[[ Provided records, beginning ]]

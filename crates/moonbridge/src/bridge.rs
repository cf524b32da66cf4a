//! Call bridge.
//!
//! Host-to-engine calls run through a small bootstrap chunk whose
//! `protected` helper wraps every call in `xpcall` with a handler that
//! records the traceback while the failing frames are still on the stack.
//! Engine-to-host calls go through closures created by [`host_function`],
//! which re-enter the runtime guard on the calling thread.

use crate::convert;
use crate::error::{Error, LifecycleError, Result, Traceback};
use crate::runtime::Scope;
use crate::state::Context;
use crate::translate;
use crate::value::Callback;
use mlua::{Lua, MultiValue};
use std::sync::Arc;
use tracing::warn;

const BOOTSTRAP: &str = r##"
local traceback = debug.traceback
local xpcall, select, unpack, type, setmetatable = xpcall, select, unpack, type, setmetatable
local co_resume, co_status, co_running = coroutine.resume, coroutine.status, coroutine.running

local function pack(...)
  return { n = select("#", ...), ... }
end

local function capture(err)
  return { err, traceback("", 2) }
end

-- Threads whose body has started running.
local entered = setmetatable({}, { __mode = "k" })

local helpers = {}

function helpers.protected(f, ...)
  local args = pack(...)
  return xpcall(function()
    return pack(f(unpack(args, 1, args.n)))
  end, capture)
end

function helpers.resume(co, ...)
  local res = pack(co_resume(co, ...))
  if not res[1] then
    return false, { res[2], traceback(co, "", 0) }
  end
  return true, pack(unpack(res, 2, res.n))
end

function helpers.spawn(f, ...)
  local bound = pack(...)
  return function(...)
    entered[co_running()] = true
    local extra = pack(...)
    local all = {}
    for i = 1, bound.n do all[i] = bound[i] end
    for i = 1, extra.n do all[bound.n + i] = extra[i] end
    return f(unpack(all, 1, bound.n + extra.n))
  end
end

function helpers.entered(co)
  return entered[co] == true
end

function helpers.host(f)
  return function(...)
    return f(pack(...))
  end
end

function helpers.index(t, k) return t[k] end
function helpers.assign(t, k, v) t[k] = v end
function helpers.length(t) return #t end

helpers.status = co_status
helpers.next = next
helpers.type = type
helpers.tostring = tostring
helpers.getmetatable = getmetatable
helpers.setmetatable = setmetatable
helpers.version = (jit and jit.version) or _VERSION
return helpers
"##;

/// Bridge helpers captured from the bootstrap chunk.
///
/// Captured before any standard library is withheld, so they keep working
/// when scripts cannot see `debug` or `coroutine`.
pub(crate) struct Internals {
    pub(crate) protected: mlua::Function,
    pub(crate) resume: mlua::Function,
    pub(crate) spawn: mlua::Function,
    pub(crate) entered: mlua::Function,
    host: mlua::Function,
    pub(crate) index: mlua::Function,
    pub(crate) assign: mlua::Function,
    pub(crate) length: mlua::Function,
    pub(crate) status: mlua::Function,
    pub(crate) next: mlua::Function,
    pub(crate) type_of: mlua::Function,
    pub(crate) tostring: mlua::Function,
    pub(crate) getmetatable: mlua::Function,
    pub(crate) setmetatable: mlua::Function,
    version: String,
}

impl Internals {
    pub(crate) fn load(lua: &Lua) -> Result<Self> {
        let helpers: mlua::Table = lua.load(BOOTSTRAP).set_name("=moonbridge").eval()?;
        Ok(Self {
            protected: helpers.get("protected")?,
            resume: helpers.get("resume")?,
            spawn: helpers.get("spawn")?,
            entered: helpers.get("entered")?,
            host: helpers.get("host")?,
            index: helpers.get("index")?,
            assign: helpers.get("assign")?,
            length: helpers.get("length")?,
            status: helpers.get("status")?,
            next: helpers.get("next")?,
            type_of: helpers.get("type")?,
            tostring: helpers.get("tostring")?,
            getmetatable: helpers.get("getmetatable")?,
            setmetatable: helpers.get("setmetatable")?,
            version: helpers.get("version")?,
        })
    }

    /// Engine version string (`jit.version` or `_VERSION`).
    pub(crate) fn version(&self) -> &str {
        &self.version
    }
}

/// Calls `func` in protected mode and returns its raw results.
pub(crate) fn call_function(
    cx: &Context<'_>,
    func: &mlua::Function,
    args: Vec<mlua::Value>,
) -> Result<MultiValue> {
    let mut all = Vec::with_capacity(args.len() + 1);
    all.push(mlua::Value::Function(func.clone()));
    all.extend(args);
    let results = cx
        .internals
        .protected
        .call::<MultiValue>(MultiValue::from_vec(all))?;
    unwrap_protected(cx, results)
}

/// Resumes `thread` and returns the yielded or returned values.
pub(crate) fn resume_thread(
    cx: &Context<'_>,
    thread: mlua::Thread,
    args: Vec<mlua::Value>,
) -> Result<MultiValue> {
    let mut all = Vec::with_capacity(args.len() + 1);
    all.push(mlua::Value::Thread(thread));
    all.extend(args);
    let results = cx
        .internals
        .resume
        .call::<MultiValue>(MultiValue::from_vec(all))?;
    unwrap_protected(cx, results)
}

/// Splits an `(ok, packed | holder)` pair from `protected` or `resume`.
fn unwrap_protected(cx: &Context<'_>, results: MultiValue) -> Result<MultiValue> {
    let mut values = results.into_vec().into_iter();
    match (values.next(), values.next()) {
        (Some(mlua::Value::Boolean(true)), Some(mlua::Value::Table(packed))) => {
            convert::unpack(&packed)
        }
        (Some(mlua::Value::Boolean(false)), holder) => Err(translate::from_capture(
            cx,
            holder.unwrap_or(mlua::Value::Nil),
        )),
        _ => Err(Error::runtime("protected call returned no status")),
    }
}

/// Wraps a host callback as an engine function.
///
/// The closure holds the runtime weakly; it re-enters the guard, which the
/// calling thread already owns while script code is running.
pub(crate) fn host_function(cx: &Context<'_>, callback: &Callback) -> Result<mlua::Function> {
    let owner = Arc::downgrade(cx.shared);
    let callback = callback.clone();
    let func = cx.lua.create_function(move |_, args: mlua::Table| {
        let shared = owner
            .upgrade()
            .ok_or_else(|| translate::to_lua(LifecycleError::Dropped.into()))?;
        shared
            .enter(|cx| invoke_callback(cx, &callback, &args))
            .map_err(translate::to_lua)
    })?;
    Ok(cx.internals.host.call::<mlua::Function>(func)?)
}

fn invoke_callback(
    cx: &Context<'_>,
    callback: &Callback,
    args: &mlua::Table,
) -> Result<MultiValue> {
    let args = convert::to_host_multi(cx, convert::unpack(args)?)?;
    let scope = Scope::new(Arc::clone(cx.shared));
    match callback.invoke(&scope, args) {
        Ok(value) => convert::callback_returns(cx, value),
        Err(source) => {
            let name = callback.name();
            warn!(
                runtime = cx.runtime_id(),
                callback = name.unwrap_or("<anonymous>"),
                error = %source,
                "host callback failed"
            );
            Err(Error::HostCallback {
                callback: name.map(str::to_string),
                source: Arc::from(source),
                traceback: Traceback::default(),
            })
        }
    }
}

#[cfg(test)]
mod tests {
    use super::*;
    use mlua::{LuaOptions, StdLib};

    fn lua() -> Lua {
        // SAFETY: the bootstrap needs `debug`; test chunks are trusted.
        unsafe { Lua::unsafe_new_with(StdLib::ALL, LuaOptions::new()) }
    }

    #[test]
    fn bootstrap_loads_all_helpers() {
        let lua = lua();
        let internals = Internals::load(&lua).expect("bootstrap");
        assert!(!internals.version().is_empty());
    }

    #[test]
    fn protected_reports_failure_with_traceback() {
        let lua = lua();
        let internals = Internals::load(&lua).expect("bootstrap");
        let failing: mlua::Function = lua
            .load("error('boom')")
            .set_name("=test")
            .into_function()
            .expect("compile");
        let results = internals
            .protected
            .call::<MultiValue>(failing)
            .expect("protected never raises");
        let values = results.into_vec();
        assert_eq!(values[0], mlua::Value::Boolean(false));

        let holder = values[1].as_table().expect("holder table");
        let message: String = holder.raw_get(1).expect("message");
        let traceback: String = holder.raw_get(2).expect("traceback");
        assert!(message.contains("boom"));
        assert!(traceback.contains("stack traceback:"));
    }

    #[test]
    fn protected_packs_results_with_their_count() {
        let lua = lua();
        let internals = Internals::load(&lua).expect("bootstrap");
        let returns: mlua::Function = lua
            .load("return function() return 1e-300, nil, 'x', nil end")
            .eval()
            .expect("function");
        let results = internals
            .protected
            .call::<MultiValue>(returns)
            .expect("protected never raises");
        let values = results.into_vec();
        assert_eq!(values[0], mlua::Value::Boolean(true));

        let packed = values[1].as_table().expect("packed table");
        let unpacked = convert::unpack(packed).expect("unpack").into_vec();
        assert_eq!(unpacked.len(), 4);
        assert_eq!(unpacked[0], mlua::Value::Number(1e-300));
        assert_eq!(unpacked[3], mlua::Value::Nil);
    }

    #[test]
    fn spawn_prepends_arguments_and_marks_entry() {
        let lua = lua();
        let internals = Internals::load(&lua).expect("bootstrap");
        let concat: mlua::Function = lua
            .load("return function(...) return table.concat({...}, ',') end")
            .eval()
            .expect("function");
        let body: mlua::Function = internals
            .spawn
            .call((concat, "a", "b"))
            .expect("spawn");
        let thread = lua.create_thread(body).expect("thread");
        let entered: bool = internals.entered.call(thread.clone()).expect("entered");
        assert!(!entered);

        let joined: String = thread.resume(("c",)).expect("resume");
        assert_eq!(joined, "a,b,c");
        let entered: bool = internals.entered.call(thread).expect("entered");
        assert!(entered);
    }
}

[[ Provided records, end ]]

◆ What you will do: Among the lines above, find those holding "translate" and copy each one.

◆ Answer to this task:
use crate::translate;
        (Some(mlua::Value::Boolean(false)), holder) => Err(translate::from_capture(
            .ok_or_else(|| translate::to_lua(LifecycleError::Dropped.into()))?;
            .map_err(translate::to_lua)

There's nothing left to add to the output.